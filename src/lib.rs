// tick-sched: cooperative tick-driven task scheduler for no_std targets
//
// A periodic tick source (usually a timer interrupt) calls advance() to
// count every enabled job down; the application main loop calls service(),
// which executes at most one due job per call. One callback per loop
// iteration is the latency ceiling this trades throughput for.
//
// job:     per-job record, PID type, repeat-count constants
// profile: per-job execution-time profiling record
// sched:   scheduler core (registry, tick advancer, dispatcher)
// dump:    human-readable status/profile dumps
// shared:  critical-section wrapper for the ISR/main-loop split

#![no_std]

extern crate alloc;

pub mod job;
pub mod profile;
pub mod sched;
pub mod shared;

mod dump;

pub use job::{Callback, FOREVER, NO_PID, Pid};
pub use profile::Profile;
pub use sched::{CreateError, Scheduler};
pub use shared::SharedScheduler;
======
* What is expected *
Retrieve each line of the data in which the word "profile" can be found.

* Solved problem *
// profile: per-job execution-time profiling record
// dump:    human-readable status/profile dumps
pub mod profile;
pub use profile::Profile;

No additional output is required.